§ Requirement
Please write out the data that follows, word for word.

§ Record extracts
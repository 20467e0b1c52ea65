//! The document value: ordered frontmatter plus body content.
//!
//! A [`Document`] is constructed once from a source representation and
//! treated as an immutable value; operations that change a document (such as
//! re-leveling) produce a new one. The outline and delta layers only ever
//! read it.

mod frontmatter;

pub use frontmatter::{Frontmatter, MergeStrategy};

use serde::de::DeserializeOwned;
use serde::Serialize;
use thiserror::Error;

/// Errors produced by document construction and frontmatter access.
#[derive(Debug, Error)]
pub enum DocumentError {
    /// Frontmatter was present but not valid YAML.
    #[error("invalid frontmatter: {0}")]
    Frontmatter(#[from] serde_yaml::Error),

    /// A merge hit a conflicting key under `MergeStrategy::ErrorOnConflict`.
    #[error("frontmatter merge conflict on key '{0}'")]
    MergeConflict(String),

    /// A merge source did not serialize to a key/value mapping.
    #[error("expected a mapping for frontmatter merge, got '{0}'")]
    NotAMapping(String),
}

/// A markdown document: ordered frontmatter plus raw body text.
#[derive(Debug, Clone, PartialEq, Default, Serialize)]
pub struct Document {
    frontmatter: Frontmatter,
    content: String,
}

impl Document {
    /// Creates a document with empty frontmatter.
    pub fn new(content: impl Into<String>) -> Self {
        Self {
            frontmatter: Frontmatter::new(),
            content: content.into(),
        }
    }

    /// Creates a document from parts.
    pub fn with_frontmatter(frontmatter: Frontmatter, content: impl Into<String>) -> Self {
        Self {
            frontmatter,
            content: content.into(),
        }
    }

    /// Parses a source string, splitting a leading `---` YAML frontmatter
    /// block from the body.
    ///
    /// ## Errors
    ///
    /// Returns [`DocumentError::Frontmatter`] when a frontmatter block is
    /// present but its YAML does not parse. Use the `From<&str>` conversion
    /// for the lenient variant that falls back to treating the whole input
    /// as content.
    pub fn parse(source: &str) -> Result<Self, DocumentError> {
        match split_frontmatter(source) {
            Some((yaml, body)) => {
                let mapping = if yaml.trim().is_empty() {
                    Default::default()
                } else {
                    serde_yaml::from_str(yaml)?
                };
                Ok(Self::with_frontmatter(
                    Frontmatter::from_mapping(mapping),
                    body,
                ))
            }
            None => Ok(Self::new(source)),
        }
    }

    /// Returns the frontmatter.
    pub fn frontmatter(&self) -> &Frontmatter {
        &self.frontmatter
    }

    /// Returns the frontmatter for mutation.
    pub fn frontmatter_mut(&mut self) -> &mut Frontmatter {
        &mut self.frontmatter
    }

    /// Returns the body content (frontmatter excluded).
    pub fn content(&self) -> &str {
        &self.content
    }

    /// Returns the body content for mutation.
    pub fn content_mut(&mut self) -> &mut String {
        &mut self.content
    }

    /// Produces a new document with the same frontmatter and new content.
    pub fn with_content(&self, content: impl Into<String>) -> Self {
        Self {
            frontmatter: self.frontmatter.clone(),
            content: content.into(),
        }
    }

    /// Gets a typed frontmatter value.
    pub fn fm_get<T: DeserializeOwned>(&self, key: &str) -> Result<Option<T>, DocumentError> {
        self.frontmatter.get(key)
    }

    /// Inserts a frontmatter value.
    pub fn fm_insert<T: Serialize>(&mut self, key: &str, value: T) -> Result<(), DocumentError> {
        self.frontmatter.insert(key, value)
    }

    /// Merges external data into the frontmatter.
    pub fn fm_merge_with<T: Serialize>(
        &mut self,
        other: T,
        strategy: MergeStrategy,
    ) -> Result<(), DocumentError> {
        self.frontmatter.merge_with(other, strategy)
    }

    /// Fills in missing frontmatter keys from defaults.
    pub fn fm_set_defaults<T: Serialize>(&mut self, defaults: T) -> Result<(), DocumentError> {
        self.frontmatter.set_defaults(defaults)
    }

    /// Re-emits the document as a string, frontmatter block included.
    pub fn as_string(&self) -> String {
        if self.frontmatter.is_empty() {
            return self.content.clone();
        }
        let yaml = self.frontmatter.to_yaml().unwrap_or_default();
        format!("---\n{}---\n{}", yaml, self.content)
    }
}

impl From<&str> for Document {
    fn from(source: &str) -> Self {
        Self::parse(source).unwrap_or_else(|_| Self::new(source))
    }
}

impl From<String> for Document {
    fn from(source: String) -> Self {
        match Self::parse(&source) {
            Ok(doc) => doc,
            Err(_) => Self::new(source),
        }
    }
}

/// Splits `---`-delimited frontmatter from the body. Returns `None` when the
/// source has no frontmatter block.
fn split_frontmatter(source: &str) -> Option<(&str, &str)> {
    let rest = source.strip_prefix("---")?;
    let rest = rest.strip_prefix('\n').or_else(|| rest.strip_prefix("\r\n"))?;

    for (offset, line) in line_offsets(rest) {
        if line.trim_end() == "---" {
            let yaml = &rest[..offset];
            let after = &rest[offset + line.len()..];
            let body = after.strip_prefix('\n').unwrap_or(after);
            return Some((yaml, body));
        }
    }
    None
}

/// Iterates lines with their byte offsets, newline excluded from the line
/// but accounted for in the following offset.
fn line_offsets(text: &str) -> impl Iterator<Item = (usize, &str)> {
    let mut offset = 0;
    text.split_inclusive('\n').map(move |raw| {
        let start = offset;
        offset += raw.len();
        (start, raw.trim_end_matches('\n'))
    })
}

§ Response below
repository 20467e0b1c52ea65
//! The document value: ordered frontmatter plus body content.
//!
//! A [`Document`] is constructed once from a source representation and
//! treated as an immutable value; operations that change a document (such as
//! re-leveling) produce a new one. The outline and delta layers only ever
//! read it.

mod frontmatter;

pub use frontmatter::{Frontmatter, MergeStrategy};

use serde::de::DeserializeOwned;
use serde::Serialize;
use thiserror::Error;

/// Errors produced by document construction and frontmatter access.
#[derive(Debug, Error)]
pub enum DocumentError {
    /// Frontmatter was present but not valid YAML.
    #[error("invalid frontmatter: {0}")]
    Frontmatter(#[from] serde_yaml::Error),

    /// A merge hit a conflicting key under `MergeStrategy::ErrorOnConflict`.
    #[error("frontmatter merge conflict on key '{0}'")]
    MergeConflict(String),

    /// A merge source did not serialize to a key/value mapping.
    #[error("expected a mapping for frontmatter merge, got '{0}'")]
    NotAMapping(String),
}

/// A markdown document: ordered frontmatter plus raw body text.
#[derive(Debug, Clone, PartialEq, Default, Serialize)]
pub struct Document {
    frontmatter: Frontmatter,
    content: String,
}

impl Document {
    /// Creates a document with empty frontmatter.
    pub fn new(content: impl Into<String>) -> Self {
        Self {
            frontmatter: Frontmatter::new(),
            content: content.into(),
        }
    }

    /// Creates a document from parts.
    pub fn with_frontmatter(frontmatter: Frontmatter, content: impl Into<String>) -> Self {
        Self {
            frontmatter,
            content: content.into(),
        }
    }

    /// Parses a source string, splitting a leading `---` YAML frontmatter
    /// block from the body.
    ///
    /// ## Errors
    ///
    /// Returns [`DocumentError::Frontmatter`] when a frontmatter block is
    /// present but its YAML does not parse. Use the `From<&str>` conversion
    /// for the lenient variant that falls back to treating the whole input
    /// as content.
    pub fn parse(source: &str) -> Result<Self, DocumentError> {
        match split_frontmatter(source) {
            Some((yaml, body)) => {
                let mapping = if yaml.trim().is_empty() {
                    Default::default()
                } else {
                    serde_yaml::from_str(yaml)?
                };
                Ok(Self::with_frontmatter(
                    Frontmatter::from_mapping(mapping),
                    body,
                ))
            }
            None => Ok(Self::new(source)),
        }
    }

    /// Returns the frontmatter.
    pub fn frontmatter(&self) -> &Frontmatter {
        &self.frontmatter
    }

    /// Returns the frontmatter for mutation.
    pub fn frontmatter_mut(&mut self) -> &mut Frontmatter {
        &mut self.frontmatter
    }

    /// Returns the body content (frontmatter excluded).
    pub fn content(&self) -> &str {
        &self.content
    }

    /// Returns the body content for mutation.
    pub fn content_mut(&mut self) -> &mut String {
        &mut self.content
    }

    /// Produces a new document with the same frontmatter and new content.
    pub fn with_content(&self, content: impl Into<String>) -> Self {
        Self {
            frontmatter: self.frontmatter.clone(),
            content: content.into(),
        }
    }

    /// Gets a typed frontmatter value.
    pub fn fm_get<T: DeserializeOwned>(&self, key: &str) -> Result<Option<T>, DocumentError> {
        self.frontmatter.get(key)
    }

    /// Inserts a frontmatter value.
    pub fn fm_insert<T: Serialize>(&mut self, key: &str, value: T) -> Result<(), DocumentError> {
        self.frontmatter.insert(key, value)
    }

    /// Merges external data into the frontmatter.
    pub fn fm_merge_with<T: Serialize>(
        &mut self,
        other: T,
        strategy: MergeStrategy,
    ) -> Result<(), DocumentError> {
        self.frontmatter.merge_with(other, strategy)
    }

    /// Fills in missing frontmatter keys from defaults.
    pub fn fm_set_defaults<T: Serialize>(&mut self, defaults: T) -> Result<(), DocumentError> {
        self.frontmatter.set_defaults(defaults)
    }

    /// Re-emits the document as a string, frontmatter block included.
    pub fn as_string(&self) -> String {
        if self.frontmatter.is_empty() {
            return self.content.clone();
        }
        let yaml = self.frontmatter.to_yaml().unwrap_or_default();
        format!("---\n{}---\n{}", yaml, self.content)
    }
}

impl From<&str> for Document {
    fn from(source: &str) -> Self {
        Self::parse(source).unwrap_or_else(|_| Self::new(source))
    }
}

impl From<String> for Document {
    fn from(source: String) -> Self {
        match Self::parse(&source) {
            Ok(doc) => doc,
            Err(_) => Self::new(source),
        }
    }
}

/// Splits `---`-delimited frontmatter from the body. Returns `None` when the
/// source has no frontmatter block.
fn split_frontmatter(source: &str) -> Option<(&str, &str)> {
    let rest = source.strip_prefix("---")?;
    let rest = rest.strip_prefix('\n').or_else(|| rest.strip_prefix("\r\n"))?;

    for (offset, line) in line_offsets(rest) {
        if line.trim_end() == "---" {
            let yaml = &rest[..offset];
            let after = &rest[offset + line.len()..];
            let body = after.strip_prefix('\n').unwrap_or(after);
            return Some((yaml, body));
        }
    }
    None
}

/// Iterates lines with their byte offsets, newline excluded from the line
/// but accounted for in the following offset.
fn line_offsets(text: &str) -> impl Iterator<Item = (usize, &str)> {
    let mut offset = 0;
    text.split_inclusive('\n').map(move |raw| {
        let start = offset;
        offset += raw.len();
        (start, raw.trim_end_matches('\n'))
    })
}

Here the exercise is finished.